Children's Hospital of Philadelphia

Neonatal Jaundice Scale

image: Nurses used this five-point scale to grade the farthest extent of jaundice in the newborns they examined. view more 

Credit: The Children's Hospital of Philadelphia

For hundreds of years, doctors, nurses and midwives have visually examined newborn babies for the yellowish skin tones that signify jaundice, judging that more extensive jaundice carried a greater risk of illness.

The yellowness comes from a blood byproduct, bilirubin, and a child that develops high levels of bilirubin has a potentially serious condition called hyperbilirubinemia.

Now pediatric researchers say that this longstanding practice of visual inspection is an unreliable method of predicting the baby's risk of hyperbilirubinemia. Only infants with a total absence of visible jaundice can confidently be expected to have a very low risk of hyperbilirubinemia.

"Our study tells clinicians that our ability to estimate a baby's bilirubin level, or predict the baby's risk of developing clinically significant hyperbilirubinemia, by visually observing the extent of visual jaundice, is inadequate, and not very helpful," said study leader Ron Keren, M.D., M.P.H., a pediatrician in the Center for Pediatric Clinical Effectiveness at The Children's Hospital of Philadelphia. Keren also is a faculty member of the University of Pennsylvania School of Medicine.

The study appeared March 22 in the online version of Archives of Disease in Childhood--Fetal and Neonatal Edition.

Neonatal jaundice is very common, occurring in as many as 60 percent of newborns annually, according to the American Academy of Pediatrics. It appears as a yellow skin color, a sign of excess bilirubin, a byproduct of the normal breakdown of red blood cells. In the vast majority of cases, jaundice disappears in one to two weeks as the baby's liver reduces bilirubin to normal levels, permitting the excess to be excreted.

But extremely high levels of bilirubin can cause kernicterus, a potentially life-threatening condition that can result in long-term brain damage, hearing loss and other neurological problems. Although extremely rare, kernicterus has been increasing in the U.S. over the past two decades, leading some professional organizations to advocate universal bilirubin screening before newborns leave the hospital. The standard treatment for significant hyperbilirubinemia is phototherapy—exposing the baby to ultraviolet lights that chemically change bilirubin under the skin to a harmless form.

The current study was the first systematic analysis of jaundice assessment as a predictor of significant hyperbilirubinemia risk. It was also the largest such study, involving 522 term and late-preterm newborns.

Clinicians have long known that neonatal jaundice progresses from head to foot, as shown by yellowing of the baby's skin. In this study, conducted in the Well Baby Nursery of the Hospital of the University of Pennsylvania, nurses used a five-point scale to grade the farthest extent of jaundice along the newborn's body. The nurses who did the ratings did not know the actual bilirubin levels, which were measured by other caregivers using a noninvasive device.

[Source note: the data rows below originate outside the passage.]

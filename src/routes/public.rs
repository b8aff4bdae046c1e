use crate::{AppState, handlers};
use axum::{
    Router,
    routing::{get, post},
};

/// Public Router Module
///
/// Endpoints reachable without a credential.
pub fn public_routes() -> Router<AppState> {
    Router::new()
        // GET /health
        // Liveness check; does not touch the store.
        .route("/health", get(|| async { "ok" }))
        // POST /auth/register
        // Self-service sign-up. Always creates a USER.
        .route("/auth/register", post(handlers::register))
        // POST /auth/login
        // Issues the credential token every other route expects.
        .route("/auth/login", post(handlers::login))
        .route("/products", get(handlers::list_products))
        .route("/products/{id}", get(handlers::get_product))
}
/// create_user
///
/// [Superuser Route] Creates a USER account on someone's behalf.
#[utoipa::path(
    post,
    path = "/users",
    request_body = RegisterRequest,
    responses(
        (status = 201, description = "User created", body = ApiResponse<User>),
        (status = 403, description = "Superuser only", body = ErrorBody),
        (status = 409, description = "Email taken", body = ErrorBody)
    )
)]
pub async fn create_user(
    identity: Identity,
    State(state): State<AppState>,
    ApiJson(payload): ApiJson<RegisterRequest>,
) -> Result<(StatusCode, Json<ApiResponse<User>>), ApiError> {
    let user = create_account(&state, payload, Role::User).await?;
    tracing::info!(user_id = %user.id, created_by = %identity.id, "user created");
    Ok((StatusCode::CREATED, Json(ApiResponse::new("User created", user))))
}

/// update_user
///
/// [Superuser Route] Changes name and/or email.
#[utoipa::path(
    put,
    path = "/users/{id}",
    params(("id" = Uuid, Path, description = "User ID")),
    request_body = UpdateUserRequest,
    responses(
        (status = 200, description = "User updated", body = ApiResponse<User>),
        (status = 404, description = "User not found", body = ErrorBody),
        (status = 409, description = "Email taken", body = ErrorBody)
    )
)]
pub async fn update_user(
    State(state): State<AppState>,
    ApiPath(id): ApiPath<Uuid>,
    ApiJson(mut payload): ApiJson<UpdateUserRequest>,
) -> Result<Json<ApiResponse<User>>, ApiError> {
    payload.name = payload.name.map(|name| name.trim().to_string());
    payload.email = payload.email.map(|email| email.trim().to_lowercase());
    if payload.name.as_deref() == Some("") || payload.email.as_deref() == Some("") {
        return Err(ApiError::BadRequest("Fields must not be empty".to_string()));
    }

    let user = state
        .users
        .update_user(id, payload)
        .await?
        .ok_or_else(user_not_found)?;
    Ok(Json(ApiResponse::new("User updated", user)))
}

/// update_role
///
/// [Superuser Route] Sets any account's role.
#[utoipa::path(
    put,
    path = "/users/update-role",
    request_body = UpdateRoleRequest,
    responses(
        (status = 200, description = "User role updated successfully", body = ApiResponse<User>),
        (status = 403, description = "Superuser only", body = ErrorBody),
        (status = 404, description = "User not found", body = ErrorBody)
    )
)]
pub async fn update_role(
    identity: Identity,
    State(state): State<AppState>,
    ApiJson(payload): ApiJson<UpdateRoleRequest>,
) -> Result<Json<ApiResponse<User>>, ApiError> {
    let user = state
        .users
        .update_role(payload.user_id, payload.role)
        .await?
        .ok_or_else(user_not_found)?;
    tracing::info!(user_id = %user.id, role = %user.role, changed_by = %identity.id, "role updated");
    Ok(Json(ApiResponse::new("User role updated successfully", user)))
}

/// delete_user
///
/// [Superuser Route] The account's cart goes with it.
#[utoipa::path(
    delete,
    path = "/users/{id}",
    params(("id" = Uuid, Path, description = "User ID")),
    responses(
        (status = 200, description = "User deleted"),
        (status = 404, description = "User not found", body = ErrorBody)
    )
)]
pub async fn delete_user(
    identity: Identity,
    State(state): State<AppState>,
    ApiPath(id): ApiPath<Uuid>,
) -> Result<Json<ApiResponse<()>>, ApiError> {
    if !state.users.delete_user(id).await? {
        return Err(user_not_found());
    }
    tracing::info!(user_id = %id, deleted_by = %identity.id, "user deleted");
    Ok(Json(ApiResponse::message("User deleted")))
}

/// user_staff_dashboard
///
/// [Staff Route] Exact set `{STAFF}`: a superuser is turned away here.
#[utoipa::path(
    get,
    path = "/users/staff-dashboard",
    responses(
        (status = 200, description = "Welcome", body = ApiResponse<Identity>),
        (status = 403, description = "Staff only", body = ErrorBody)
    )
)]
pub async fn user_staff_dashboard(identity: Identity) -> Json<ApiResponse<Identity>> {
    Json(ApiResponse::new("Welcome to the STAFF dashboard", identity))
}
use chrono::{DateTime, Utc};
use serde::{Deserialize, Serialize};
use sqlx::FromRow;
use std::{fmt, str::FromStr};
use ts_rs::TS;
use utoipa::ToSchema;
use uuid::Uuid;

// --- Identity & Roles ---

/// Role
///
/// The three fixed capability tiers. The variant order is the tier order
/// (`User < Staff < Superuser`), so the derived `Ord` is what the hierarchical
/// policy compares against. Serialized as `USER`, `STAFF`, `SUPERUSER` both in
/// token claims and in the `users.role` column.
#[derive(
    Debug, Clone, Copy, PartialEq, Eq, Hash, PartialOrd, Ord, Serialize, Deserialize, TS, ToSchema,
)]
#[serde(rename_all = "SCREAMING_SNAKE_CASE")]
#[ts(export)]
pub enum Role {
    User,
    Staff,
    Superuser,
}

impl Role {
    pub const ALL: [Role; 3] = [Role::User, Role::Staff, Role::Superuser];

    /// Ordinal rank used by the hierarchical policy.
    pub fn tier(self) -> u8 {
        match self {
            Role::User => 0,
            Role::Staff => 1,
            Role::Superuser => 2,
        }
    }

    pub fn as_str(self) -> &'static str {
        match self {
            Role::User => "USER",
            Role::Staff => "STAFF",
            Role::Superuser => "SUPERUSER",
        }
    }
}

impl fmt::Display for Role {
    fn fmt(&self, f: &mut fmt::Formatter<'_>) -> fmt::Result {
        f.write_str(self.as_str())
    }
}

impl FromStr for Role {
    type Err = String;

    fn from_str(value: &str) -> Result<Self, Self::Err> {
        match value {
            "USER" => Ok(Role::User),
            "STAFF" => Ok(Role::Staff),
            "SUPERUSER" => Ok(Role::Superuser),
            other => Err(format!("unknown role '{other}'")),
        }
    }
}

/// Identity
///
/// The authenticated subject of one request. Only the token codec produces it
/// (from a verified credential). It is not `Deserialize`: no
/// request body can be turned into one.
#[derive(Debug, Clone, PartialEq, Eq, Serialize, TS, ToSchema)]
#[ts(export)]
pub struct Identity {
    pub id: Uuid,
    pub email: String,
    pub role: Role,
}

/// User
///
/// Public view of an account row. The password hash never leaves the repository
/// except inside `UserRecord`.
#[derive(Debug, Clone, PartialEq, Serialize, Deserialize, TS, ToSchema)]
#[ts(export)]
pub struct User {
    pub id: Uuid,
    pub name: String,
    pub email: String,
    pub role: Role,
}

impl User {
    pub fn identity(&self) -> Identity {
        Identity {
            id: self.id,
            email: self.email.clone(),
            role: self.role,
        }
    }
}

/// Account row as needed by the login flow.
#[derive(Debug, Clone)]
pub struct UserRecord {
    pub user: User,
    pub password_hash: String,
}

/// Input to `UserDirectory::create_user`; the password is already hashed.
#[derive(Debug, Clone)]
pub struct NewUser {
    pub name: String,
    pub email: String,
    pub password_hash: String,
    pub role: Role,
}

// --- Catalogue & Cart ---

/// Product
///
/// Catalogue entry. Read-only from the cart's point of view; a cart line may only
/// reference a product that exists.
#[derive(Debug, Clone, PartialEq, Serialize, Deserialize, TS, ToSchema, FromRow)]
#[ts(export)]
pub struct Product {
    pub id: Uuid,
    pub title: String,
    pub description: String,
    pub price: f64,
    pub rating: f64,
    #[ts(type = "string")]
    pub created_at: DateTime<Utc>,
}

/// CartKey
///
/// The `(user, product)` pair a cart line is uniquely keyed by.
#[derive(Debug, Clone, Copy, PartialEq, Eq, Hash)]
pub struct CartKey {
    pub user_id: Uuid,
    pub product_id: Uuid,
}

impl CartKey {
    pub fn new(user_id: Uuid, product_id: Uuid) -> Self {
        Self {
            user_id,
            product_id,
        }
    }
}

/// CartLine
///
/// Persisted quantity record for one user/product pair. A line with
/// `quantity <= 0` never exists: it is deleted instead.
#[derive(Debug, Clone, PartialEq, Eq, Serialize, Deserialize, TS, ToSchema, FromRow)]
#[ts(export)]
pub struct CartLine {
    pub user_id: Uuid,
    pub product_id: Uuid,
    pub quantity: i32,
}

impl CartLine {
    pub fn key(&self) -> CartKey {
        CartKey::new(self.user_id, self.product_id)
    }
}

/// A cart line joined with its product, as returned by `GET /cart`.
#[derive(Debug, Clone, PartialEq, Serialize, Deserialize, TS, ToSchema)]
#[ts(export)]
pub struct CartItem {
    pub user_id: Uuid,
    pub product_id: Uuid,
    pub quantity: i32,
    pub product: Product,
}

/// Result of taking one unit of a product out of a cart.
#[derive(Debug, Clone, PartialEq, Eq)]
pub enum RemoveOutcome {
    /// The line had more than one unit; this is its new state.
    Decremented(CartLine),
    /// The last unit was taken, so the line no longer exists.
    Removed,
}

// --- Request Payloads ---

#[derive(Debug, Clone, Serialize, Deserialize, TS, ToSchema)]
#[ts(export)]
pub struct CartRequest {
    #[serde(alias = "productId")]
    pub product_id: Uuid,
}

#[derive(Debug, Clone, Serialize, Deserialize, TS, ToSchema)]
#[ts(export)]
pub struct LoginRequest {
    pub email: String,
    pub password: String,
}

/// RegisterRequest
///
/// Body of both `/auth/register` and `/auth/staff-register`. The role is never
/// read from the body: it is fixed by the route.
#[derive(Debug, Clone, Serialize, Deserialize, TS, ToSchema)]
#[ts(export)]
pub struct RegisterRequest {
    pub name: String,
    pub email: String,
    pub password: String,
}

/// ChangePasswordRequest
///
/// Body of `/auth/change-password`. Both fields must be present and differ.
#[derive(Debug, Clone, Serialize, Deserialize, TS, ToSchema)]
#[ts(export)]
pub struct ChangePasswordRequest {
    #[serde(alias = "oldPassword")]
    pub old_password: String,
    #[serde(alias = "newPassword")]
    pub new_password: String,
}

/// UpdateUserRequest
///
/// Partial profile update by a superuser. The role has its own route.
#[derive(Debug, Clone, Serialize, Deserialize, TS, ToSchema, Default)]
#[ts(export)]
pub struct UpdateUserRequest {
    #[serde(skip_serializing_if = "Option::is_none")]
    pub name: Option<String>,
    #[serde(skip_serializing_if = "Option::is_none")]
    pub email: Option<String>,
}

#[derive(Debug, Clone, Serialize, Deserialize, TS, ToSchema)]
#[ts(export)]
pub struct UpdateRoleRequest {
    #[serde(alias = "userId")]
    pub user_id: Uuid,
    pub role: Role,
}

#[derive(Debug, Clone, Serialize, Deserialize, TS, ToSchema)]
#[ts(export)]
pub struct CreateProductRequest {
    pub title: String,
    pub description: String,
    pub price: f64,
    pub rating: f64,
}

/// UpdateProductRequest
///
/// Partial update: only the provided fields change.
#[derive(Debug, Clone, Serialize, Deserialize, TS, ToSchema, Default)]
#[ts(export)]
pub struct UpdateProductRequest {
    #[serde(skip_serializing_if = "Option::is_none")]
    pub title: Option<String>,
    #[serde(skip_serializing_if = "Option::is_none")]
    pub description: Option<String>,
    #[serde(skip_serializing_if = "Option::is_none")]
    pub price: Option<f64>,
    #[serde(skip_serializing_if = "Option::is_none")]
    pub rating: Option<f64>,
}

// --- Response Envelopes ---

/// ApiResponse
///
/// Success envelope shared by every mutating route: `{ message, data }`.
/// `data` is omitted when there is nothing to return (e.g. a removed cart line).
#[derive(Debug, Clone, Serialize, Deserialize, TS, ToSchema)]
#[ts(export)]
pub struct ApiResponse<T> {
    pub message: String,
    #[serde(skip_serializing_if = "Option::is_none")]
    pub data: Option<T>,
}

impl<T> ApiResponse<T> {
    pub fn new(message: impl Into<String>, data: T) -> Self {
        Self {
            message: message.into(),
            data: Some(data),
        }
    }

    pub fn message(message: impl Into<String>) -> Self {
        Self {
            message: message.into(),
            data: None,
        }
    }
}

#[derive(Debug, Clone, Serialize, Deserialize, TS, ToSchema)]
#[ts(export)]
pub struct LoginResponse {
    pub token: String,
    pub user: User,
}
use cart_guard::{
    TokenCodec,
    error::TokenError,
    models::{Identity, Role},
    token::Claims,
};
use chrono::{Duration, Utc};
use jsonwebtoken::{EncodingKey, Header, encode};
use uuid::Uuid;

const SECRET: &str = "token-test-secret";

fn identity(role: Role) -> Identity {
    Identity {
        id: Uuid::from_u128(42),
        email: "someone@example.com".to_string(),
        role,
    }
}

#[test]
fn test_round_trip_returns_the_same_identity_for_every_role() {
    let codec = TokenCodec::new(SECRET);
    let now = Utc::now();

    for role in Role::ALL {
        let original = identity(role);
        let token = codec.issue_at(&original, Duration::minutes(5), now).unwrap();

        let verified = codec
            .verify_at(&token, now + Duration::minutes(4))
            .unwrap();
        assert_eq!(verified, original);
    }
}

#[test]
fn test_token_expires_at_issued_at_plus_ttl() {
    let codec = TokenCodec::new(SECRET);
    let now = Utc::now();
    let token = codec
        .issue_at(&identity(Role::User), Duration::seconds(30), now)
        .unwrap();

    assert_eq!(
        codec.verify_at(&token, now + Duration::seconds(30)),
        Err(TokenError::Expired)
    );
    assert_eq!(
        codec.verify_at(&token, now + Duration::hours(2)),
        Err(TokenError::Expired)
    );
}

#[test]
fn test_zero_ttl_token_is_already_expired() {
    let codec = TokenCodec::new(SECRET);
    let token = codec.issue(&identity(Role::User), Duration::zero()).unwrap();

    assert_eq!(codec.verify(&token), Err(TokenError::Expired));
}

#[test]
fn test_token_signed_with_other_secret_has_invalid_signature() {
    let issuer = TokenCodec::new("some-other-secret");
    let token = issuer
        .issue(&identity(Role::Superuser), Duration::hours(1))
        .unwrap();

    let verifier = TokenCodec::new(SECRET);
    assert_eq!(verifier.verify(&token), Err(TokenError::InvalidSignature));
}

#[test]
fn test_tampered_payload_is_rejected() {
    let codec = TokenCodec::new(SECRET);
    let token = codec
        .issue(&identity(Role::User), Duration::hours(1))
        .unwrap();

    // Swap in the payload of a SUPERUSER token while keeping the USER signature.
    let forged_source = codec
        .issue(&identity(Role::Superuser), Duration::hours(1))
        .unwrap();
    let mut parts: Vec<&str> = token.split('.').collect();
    let forged_payload = forged_source.split('.').nth(1).unwrap();
    parts[1] = forged_payload;
    let forged = parts.join(".");

    assert_eq!(codec.verify(&forged), Err(TokenError::InvalidSignature));
}

#[test]
fn test_garbage_is_malformed() {
    let codec = TokenCodec::new(SECRET);

    assert_eq!(codec.verify("not-a-token"), Err(TokenError::Malformed));
    assert_eq!(codec.verify("a.b.c"), Err(TokenError::Malformed));
    assert_eq!(codec.verify(""), Err(TokenError::Malformed));
}

#[test]
fn test_claims_with_unknown_role_are_malformed() {
    #[derive(serde::Serialize)]
    struct LooseClaims {
        id: Uuid,
        email: String,
        role: String,
        iat: i64,
        exp: i64,
    }

    let now = Utc::now().timestamp();
    let claims = LooseClaims {
        id: Uuid::new_v4(),
        email: "x@example.com".to_string(),
        role: "ADMIN".to_string(),
        iat: now,
        exp: now + 3600,
    };
    let token = encode(
        &Header::default(),
        &claims,
        &EncodingKey::from_secret(SECRET.as_bytes()),
    )
    .unwrap();

    assert_eq!(
        TokenCodec::new(SECRET).verify(&token),
        Err(TokenError::Malformed)
    );
}

#[test]
fn test_token_embeds_identity_fields_and_expiry() {
    let codec = TokenCodec::new(SECRET);
    let now = Utc::now();
    let original = identity(Role::Staff);
    let token = codec.issue_at(&original, Duration::hours(1), now).unwrap();

    let mut validation = jsonwebtoken::Validation::default();
    validation.validate_exp = false;
    let data = jsonwebtoken::decode::<Claims>(
        &token,
        &jsonwebtoken::DecodingKey::from_secret(SECRET.as_bytes()),
        &validation,
    )
    .unwrap();

    assert_eq!(data.claims.id, original.id);
    assert_eq!(data.claims.email, original.email);
    assert_eq!(data.claims.role, Role::Staff);
    assert_eq!(data.claims.iat, now.timestamp());
    assert_eq!(data.claims.exp, now.timestamp() + 3600);
}

#[test]
fn test_missing_secret_is_a_config_error() {
    let codec = TokenCodec::new("");

    assert_eq!(
        codec.issue(&identity(Role::User), Duration::hours(1)),
        Err(TokenError::Config)
    );

    let token = TokenCodec::new(SECRET)
        .issue(&identity(Role::User), Duration::hours(1))
        .unwrap();
    assert_eq!(codec.verify(&token), Err(TokenError::Config));
}
//! fast-forward command - Move selected branches to the target

use super::{open, resolve, select, verbosity};
use crate::core::types::BranchName;
use crate::engine::{self, BranchUpdate, Context, Selection, UpdateObserver, UpdateOutcome};
use crate::git::CheckoutProgress;
use crate::ui::output::{self, Verbosity};
use crate::ui::progress::ProgressRenderer;
use crate::ui::report::{self, ApplyLine};
use anyhow::Result;

/// Prints each branch result as soon as the engine reports it.
struct Printer<'a> {
    target: &'a str,
    abbrev: usize,
    verbosity: Verbosity,
    progress: ProgressRenderer,
}

impl UpdateObserver for Printer<'_> {
    fn checkout_progress(&mut self, _branch: &BranchName, progress: CheckoutProgress) {
        self.progress.update(progress);
    }

    fn branch_done(&mut self, update: &BranchUpdate) {
        self.progress.finish();

        if let UpdateOutcome::Applied { from, to } = &update.outcome {
            output::debug(
                format!("{}: merge base {} is the old tip, moved to {}", update.branch.name, from, to),
                self.verbosity,
            );
        }

        for line in report::apply_lines(update, self.target, self.abbrev) {
            match line {
                ApplyLine::Out(line) => output::print(line, self.verbosity),
                ApplyLine::Err(line) => output::print_err(line, self.verbosity),
            }
        }
    }
}

/// Fast-forward the selected local branches to `target`.
///
/// Branches that cannot be fast-forwarded, or whose checkout conflicts with
/// local changes, are reported and skipped. Any other failure stops the run.
pub fn fast_forward(ctx: &Context, target: &str, selection: &Selection) -> Result<()> {
    let verbosity = verbosity(ctx);
    let (git, config) = open(ctx)?;

    let target = resolve(&git, target, verbosity)?;
    let selected = select(&git, selection, false, verbosity)?;

    let mut printer = Printer {
        target: &target.spec,
        abbrev: config.abbrev(),
        verbosity,
        progress: ProgressRenderer::new(ctx.progress && config.progress() && !ctx.quiet),
    };

    let updates = match engine::fast_forward(&git, &target, &selected.branches, &mut printer) {
        Ok(updates) => updates,
        Err(err) => {
            // A checkout may have failed mid-line
            printer.progress.finish();
            return Err(err.into());
        }
    };

    let applied = updates.iter().filter(|u| u.outcome.is_applied()).count();
    output::debug(
        format!("{} of {} branch(es) fast-forwarded", applied, updates.len()),
        verbosity,
    );

    Ok(())
}
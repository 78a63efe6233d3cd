//! ui::progress
//!
//! Checkout progress on stderr.
//!
//! The line is redrawn in place with a carriage return and finished with a
//! newline once the checkout reports its last file. Nothing is drawn unless
//! stderr is a terminal.

use std::io::{self, IsTerminal, Write};

use crate::git::CheckoutProgress;

/// Format one progress line (without the leading carriage return).
pub fn progress_line(progress: CheckoutProgress) -> String {
    format!(
        "Checking out files: {}% ({}/{})",
        progress.percent(),
        progress.completed,
        progress.total
    )
}

/// Draws checkout progress for one branch at a time.
#[derive(Debug)]
pub struct ProgressRenderer {
    enabled: bool,
    drawn: bool,
}

impl ProgressRenderer {
    /// Create a renderer that draws only when `wanted` and stderr is a
    /// terminal.
    pub fn new(wanted: bool) -> Self {
        Self::with_enabled(wanted && io::stderr().is_terminal())
    }

    fn with_enabled(enabled: bool) -> Self {
        Self {
            enabled,
            drawn: false,
        }
    }

    /// Whether anything will be drawn.
    pub fn is_enabled(&self) -> bool {
        self.enabled
    }

    /// Redraw the progress line.
    pub fn update(&mut self, progress: CheckoutProgress) {
        if !self.enabled || progress.total == 0 {
            return;
        }
        let mut err = io::stderr().lock();
        let _ = write!(err, "\r{}", progress_line(progress));
        let _ = err.flush();
        self.drawn = true;

        if progress.completed >= progress.total {
            self.finish();
        }
    }

    /// Terminate a partially drawn line so later output starts cleanly.
    pub fn finish(&mut self) {
        if self.drawn {
            let _ = writeln!(io::stderr());
            self.drawn = false;
        }
    }
}

impl Drop for ProgressRenderer {
    fn drop(&mut self) {
        self.finish();
    }
}

#[cfg(test)]
mod tests {
    use super::*;

    #[test]
    fn line_format() {
        let line = progress_line(CheckoutProgress {
            completed: 3,
            total: 12,
        });
        assert_eq!(line, "Checking out files: 25% (3/12)");
    }

    #[test]
    fn complete_line() {
        let line = progress_line(CheckoutProgress {
            completed: 7,
            total: 7,
        });
        assert_eq!(line, "Checking out files: 100% (7/7)");
    }

    #[test]
    fn disabled_renderer_draws_nothing() {
        let mut renderer = ProgressRenderer::with_enabled(false);
        renderer.update(CheckoutProgress {
            completed: 1,
            total: 2,
        });
        assert!(!renderer.drawn);
        assert!(!renderer.is_enabled());
    }

    #[test]
    fn finish_terminates_partial_line() {
        let mut renderer = ProgressRenderer::with_enabled(true);
        renderer.update(CheckoutProgress {
            completed: 1,
            total: 4,
        });
        assert!(renderer.drawn);

        renderer.finish();
        assert!(!renderer.drawn);

        // Nothing left to terminate
        renderer.finish();
        assert!(!renderer.drawn);
    }

    #[test]
    fn last_file_finishes_line() {
        let mut renderer = ProgressRenderer::with_enabled(true);
        renderer.update(CheckoutProgress {
            completed: 4,
            total: 4,
        });
        assert!(!renderer.drawn);
    }

    #[test]
    fn not_wanted_is_disabled() {
        assert!(!ProgressRenderer::new(false).is_enabled());
    }
}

On analyzing the results, the researchers found that, while there was some correlation between the extent of jaundice as rated by the nurses and the measured bilirubin levels, the extent of jaundice could not be used to estimate the bilirubin level or to accurately predict an infant's risk of developing significant hyperbilirubinemia (defined in this study as a bilirubin level for which phototherapy is recommended). Furthermore, contrary to a common belief that it is harder to visually assess jaundice in dark-skinned infants, there was no significant difference in the results between black and white newborns.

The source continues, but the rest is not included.